(Stored data)
====

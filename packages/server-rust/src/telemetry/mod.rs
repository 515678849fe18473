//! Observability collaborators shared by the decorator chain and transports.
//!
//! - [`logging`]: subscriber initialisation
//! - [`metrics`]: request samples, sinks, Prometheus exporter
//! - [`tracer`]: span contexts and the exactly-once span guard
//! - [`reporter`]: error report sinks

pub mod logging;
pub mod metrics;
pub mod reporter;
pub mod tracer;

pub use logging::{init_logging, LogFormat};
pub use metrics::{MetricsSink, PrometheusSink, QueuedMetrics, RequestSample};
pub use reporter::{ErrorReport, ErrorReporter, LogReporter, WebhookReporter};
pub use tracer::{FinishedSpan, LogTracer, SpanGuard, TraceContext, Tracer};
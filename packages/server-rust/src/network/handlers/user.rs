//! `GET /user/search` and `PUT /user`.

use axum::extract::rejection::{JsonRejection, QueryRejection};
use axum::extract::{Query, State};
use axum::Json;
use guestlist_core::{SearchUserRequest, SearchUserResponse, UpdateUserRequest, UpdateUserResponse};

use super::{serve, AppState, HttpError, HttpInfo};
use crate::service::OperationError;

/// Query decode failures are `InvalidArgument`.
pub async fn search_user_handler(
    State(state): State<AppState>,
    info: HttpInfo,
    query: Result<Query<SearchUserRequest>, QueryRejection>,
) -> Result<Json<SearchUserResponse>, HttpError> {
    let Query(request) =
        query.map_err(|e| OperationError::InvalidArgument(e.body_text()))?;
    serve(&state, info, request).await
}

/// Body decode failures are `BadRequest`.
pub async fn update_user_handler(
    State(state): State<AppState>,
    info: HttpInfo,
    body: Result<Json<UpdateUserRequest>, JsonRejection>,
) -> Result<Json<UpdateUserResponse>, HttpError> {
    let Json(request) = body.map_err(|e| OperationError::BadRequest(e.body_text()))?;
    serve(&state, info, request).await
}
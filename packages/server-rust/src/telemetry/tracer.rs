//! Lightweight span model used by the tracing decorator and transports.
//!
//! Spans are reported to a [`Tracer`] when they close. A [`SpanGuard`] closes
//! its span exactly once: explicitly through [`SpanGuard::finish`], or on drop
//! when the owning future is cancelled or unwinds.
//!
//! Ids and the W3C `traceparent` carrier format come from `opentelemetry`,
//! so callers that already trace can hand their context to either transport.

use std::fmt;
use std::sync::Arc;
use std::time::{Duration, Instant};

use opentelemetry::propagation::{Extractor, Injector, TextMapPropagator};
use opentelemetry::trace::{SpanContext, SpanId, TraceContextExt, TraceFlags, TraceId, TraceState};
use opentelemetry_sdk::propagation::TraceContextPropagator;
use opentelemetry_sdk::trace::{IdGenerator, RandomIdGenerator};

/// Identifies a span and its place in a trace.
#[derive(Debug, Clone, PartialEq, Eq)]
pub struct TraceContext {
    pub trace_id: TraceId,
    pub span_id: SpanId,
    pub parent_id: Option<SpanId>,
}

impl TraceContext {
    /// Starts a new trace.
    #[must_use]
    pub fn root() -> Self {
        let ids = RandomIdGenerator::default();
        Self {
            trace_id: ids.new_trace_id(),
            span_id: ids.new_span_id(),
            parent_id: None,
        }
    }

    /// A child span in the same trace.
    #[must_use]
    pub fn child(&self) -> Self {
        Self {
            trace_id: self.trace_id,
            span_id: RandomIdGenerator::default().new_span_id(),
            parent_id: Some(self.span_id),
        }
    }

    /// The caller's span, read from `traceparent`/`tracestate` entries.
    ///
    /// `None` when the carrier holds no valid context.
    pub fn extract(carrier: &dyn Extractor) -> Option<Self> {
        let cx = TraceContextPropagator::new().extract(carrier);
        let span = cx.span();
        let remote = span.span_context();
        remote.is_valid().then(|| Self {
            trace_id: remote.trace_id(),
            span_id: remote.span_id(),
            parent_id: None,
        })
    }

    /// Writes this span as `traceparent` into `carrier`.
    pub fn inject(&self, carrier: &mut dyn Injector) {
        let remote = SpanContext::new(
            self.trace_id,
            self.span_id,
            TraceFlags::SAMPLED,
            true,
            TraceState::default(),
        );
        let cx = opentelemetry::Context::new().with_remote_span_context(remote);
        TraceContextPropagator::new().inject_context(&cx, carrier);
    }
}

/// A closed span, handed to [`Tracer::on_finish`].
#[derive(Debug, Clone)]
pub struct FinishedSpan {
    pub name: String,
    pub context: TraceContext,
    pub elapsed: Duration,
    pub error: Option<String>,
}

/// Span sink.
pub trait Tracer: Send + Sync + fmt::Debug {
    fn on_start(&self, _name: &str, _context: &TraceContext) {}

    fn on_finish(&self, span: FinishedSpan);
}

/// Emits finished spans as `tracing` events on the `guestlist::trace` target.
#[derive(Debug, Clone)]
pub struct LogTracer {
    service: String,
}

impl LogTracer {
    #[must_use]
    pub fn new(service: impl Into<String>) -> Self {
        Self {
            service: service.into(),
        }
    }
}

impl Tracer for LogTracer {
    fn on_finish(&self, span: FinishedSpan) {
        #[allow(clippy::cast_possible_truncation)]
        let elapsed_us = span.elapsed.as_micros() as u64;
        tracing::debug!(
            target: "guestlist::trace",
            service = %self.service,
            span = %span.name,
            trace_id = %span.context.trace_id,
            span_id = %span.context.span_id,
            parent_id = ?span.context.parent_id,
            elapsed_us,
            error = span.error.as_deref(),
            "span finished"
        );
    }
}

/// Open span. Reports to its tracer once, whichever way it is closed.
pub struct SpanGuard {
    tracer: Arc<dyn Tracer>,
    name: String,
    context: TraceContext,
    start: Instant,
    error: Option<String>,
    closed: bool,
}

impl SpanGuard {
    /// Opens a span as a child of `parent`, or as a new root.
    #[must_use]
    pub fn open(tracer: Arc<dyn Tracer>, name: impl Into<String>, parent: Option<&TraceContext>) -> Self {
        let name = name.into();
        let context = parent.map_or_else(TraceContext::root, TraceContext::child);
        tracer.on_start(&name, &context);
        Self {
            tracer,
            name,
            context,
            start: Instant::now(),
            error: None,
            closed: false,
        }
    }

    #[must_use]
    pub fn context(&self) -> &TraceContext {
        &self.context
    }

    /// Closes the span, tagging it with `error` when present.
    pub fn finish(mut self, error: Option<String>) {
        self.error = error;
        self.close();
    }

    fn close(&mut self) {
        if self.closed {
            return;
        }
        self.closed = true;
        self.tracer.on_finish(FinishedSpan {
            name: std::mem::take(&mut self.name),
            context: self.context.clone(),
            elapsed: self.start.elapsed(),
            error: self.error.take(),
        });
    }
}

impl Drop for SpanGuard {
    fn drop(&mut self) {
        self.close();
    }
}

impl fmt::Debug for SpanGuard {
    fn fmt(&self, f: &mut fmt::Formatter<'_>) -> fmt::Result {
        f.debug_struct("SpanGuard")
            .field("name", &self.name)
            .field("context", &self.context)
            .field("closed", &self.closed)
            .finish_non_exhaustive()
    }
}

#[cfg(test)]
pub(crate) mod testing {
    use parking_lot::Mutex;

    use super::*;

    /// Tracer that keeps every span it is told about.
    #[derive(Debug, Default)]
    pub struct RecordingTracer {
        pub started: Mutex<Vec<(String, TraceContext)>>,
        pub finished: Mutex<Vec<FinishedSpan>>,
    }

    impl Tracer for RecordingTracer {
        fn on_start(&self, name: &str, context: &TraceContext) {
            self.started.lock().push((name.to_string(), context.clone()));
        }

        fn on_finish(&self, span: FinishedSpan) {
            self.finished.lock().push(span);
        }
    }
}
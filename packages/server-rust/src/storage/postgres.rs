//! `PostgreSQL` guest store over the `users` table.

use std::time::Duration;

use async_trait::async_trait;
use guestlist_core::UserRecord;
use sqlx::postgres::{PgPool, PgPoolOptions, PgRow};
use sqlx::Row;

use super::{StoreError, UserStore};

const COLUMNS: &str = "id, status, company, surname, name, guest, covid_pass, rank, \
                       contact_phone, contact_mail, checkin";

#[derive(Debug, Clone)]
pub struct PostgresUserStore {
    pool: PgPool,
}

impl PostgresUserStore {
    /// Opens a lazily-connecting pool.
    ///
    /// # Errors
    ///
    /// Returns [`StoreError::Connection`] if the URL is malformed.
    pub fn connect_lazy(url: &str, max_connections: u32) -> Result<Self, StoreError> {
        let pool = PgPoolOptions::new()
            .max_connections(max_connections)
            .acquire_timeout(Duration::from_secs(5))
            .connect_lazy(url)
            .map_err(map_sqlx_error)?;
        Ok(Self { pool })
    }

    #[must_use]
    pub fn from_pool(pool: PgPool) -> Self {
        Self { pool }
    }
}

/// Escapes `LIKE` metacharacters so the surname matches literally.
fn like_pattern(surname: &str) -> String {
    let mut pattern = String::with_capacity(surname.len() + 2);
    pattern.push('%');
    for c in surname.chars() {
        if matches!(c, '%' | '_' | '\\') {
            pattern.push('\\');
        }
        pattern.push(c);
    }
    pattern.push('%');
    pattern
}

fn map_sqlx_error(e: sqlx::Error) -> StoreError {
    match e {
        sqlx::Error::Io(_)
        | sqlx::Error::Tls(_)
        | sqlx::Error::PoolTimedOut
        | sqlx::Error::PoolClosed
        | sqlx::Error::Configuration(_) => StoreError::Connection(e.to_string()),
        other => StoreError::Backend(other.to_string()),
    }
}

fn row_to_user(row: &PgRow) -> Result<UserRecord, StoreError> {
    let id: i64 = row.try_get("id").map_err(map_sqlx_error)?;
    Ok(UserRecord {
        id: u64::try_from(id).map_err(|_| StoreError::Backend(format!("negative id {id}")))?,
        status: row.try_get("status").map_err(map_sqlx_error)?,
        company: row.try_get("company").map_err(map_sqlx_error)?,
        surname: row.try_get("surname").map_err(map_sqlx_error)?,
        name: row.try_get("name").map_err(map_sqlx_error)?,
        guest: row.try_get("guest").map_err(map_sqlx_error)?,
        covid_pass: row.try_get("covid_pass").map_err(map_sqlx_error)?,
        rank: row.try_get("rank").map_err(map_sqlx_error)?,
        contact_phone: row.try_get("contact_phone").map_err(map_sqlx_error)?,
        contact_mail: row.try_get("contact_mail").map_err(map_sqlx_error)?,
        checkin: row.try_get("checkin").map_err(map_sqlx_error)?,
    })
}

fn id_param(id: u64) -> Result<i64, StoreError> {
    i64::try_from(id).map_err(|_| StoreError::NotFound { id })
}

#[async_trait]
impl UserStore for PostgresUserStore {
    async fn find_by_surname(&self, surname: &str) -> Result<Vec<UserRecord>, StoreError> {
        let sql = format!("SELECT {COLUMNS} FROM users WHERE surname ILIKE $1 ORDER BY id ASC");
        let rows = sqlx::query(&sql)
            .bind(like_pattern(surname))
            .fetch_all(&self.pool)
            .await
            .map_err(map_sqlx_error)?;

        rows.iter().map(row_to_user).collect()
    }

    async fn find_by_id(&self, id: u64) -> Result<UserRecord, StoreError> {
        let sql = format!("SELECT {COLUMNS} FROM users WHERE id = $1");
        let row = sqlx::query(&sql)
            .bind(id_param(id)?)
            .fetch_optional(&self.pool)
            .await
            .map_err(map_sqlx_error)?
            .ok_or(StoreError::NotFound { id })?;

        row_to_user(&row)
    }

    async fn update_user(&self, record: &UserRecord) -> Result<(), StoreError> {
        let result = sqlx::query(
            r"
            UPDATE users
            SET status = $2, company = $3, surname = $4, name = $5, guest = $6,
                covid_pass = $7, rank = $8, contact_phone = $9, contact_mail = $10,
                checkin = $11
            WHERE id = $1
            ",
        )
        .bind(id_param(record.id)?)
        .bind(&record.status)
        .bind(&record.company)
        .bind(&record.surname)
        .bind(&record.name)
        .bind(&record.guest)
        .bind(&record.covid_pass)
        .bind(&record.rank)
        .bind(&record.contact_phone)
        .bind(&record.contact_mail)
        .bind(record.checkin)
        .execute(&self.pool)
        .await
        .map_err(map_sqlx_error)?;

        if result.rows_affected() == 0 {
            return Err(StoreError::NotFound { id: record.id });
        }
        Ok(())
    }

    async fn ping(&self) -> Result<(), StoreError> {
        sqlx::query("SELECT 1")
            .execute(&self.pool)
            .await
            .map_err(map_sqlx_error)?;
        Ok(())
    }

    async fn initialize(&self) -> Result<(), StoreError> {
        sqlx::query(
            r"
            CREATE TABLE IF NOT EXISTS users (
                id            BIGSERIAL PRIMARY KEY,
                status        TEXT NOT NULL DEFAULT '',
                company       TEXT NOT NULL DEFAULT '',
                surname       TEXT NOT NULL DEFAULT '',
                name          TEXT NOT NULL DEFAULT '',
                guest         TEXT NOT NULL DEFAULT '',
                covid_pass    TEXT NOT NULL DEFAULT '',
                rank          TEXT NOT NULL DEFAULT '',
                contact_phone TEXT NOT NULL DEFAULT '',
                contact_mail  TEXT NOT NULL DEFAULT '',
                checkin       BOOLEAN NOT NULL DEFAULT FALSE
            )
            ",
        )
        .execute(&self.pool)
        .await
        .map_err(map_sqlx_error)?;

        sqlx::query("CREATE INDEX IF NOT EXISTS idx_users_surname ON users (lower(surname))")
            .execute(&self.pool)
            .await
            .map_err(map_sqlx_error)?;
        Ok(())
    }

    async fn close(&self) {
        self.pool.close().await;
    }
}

====

The expected output is each line of the records above that includes the word "decode".

/// Query decode failures are `InvalidArgument`.
/// Body decode failures are `BadRequest`.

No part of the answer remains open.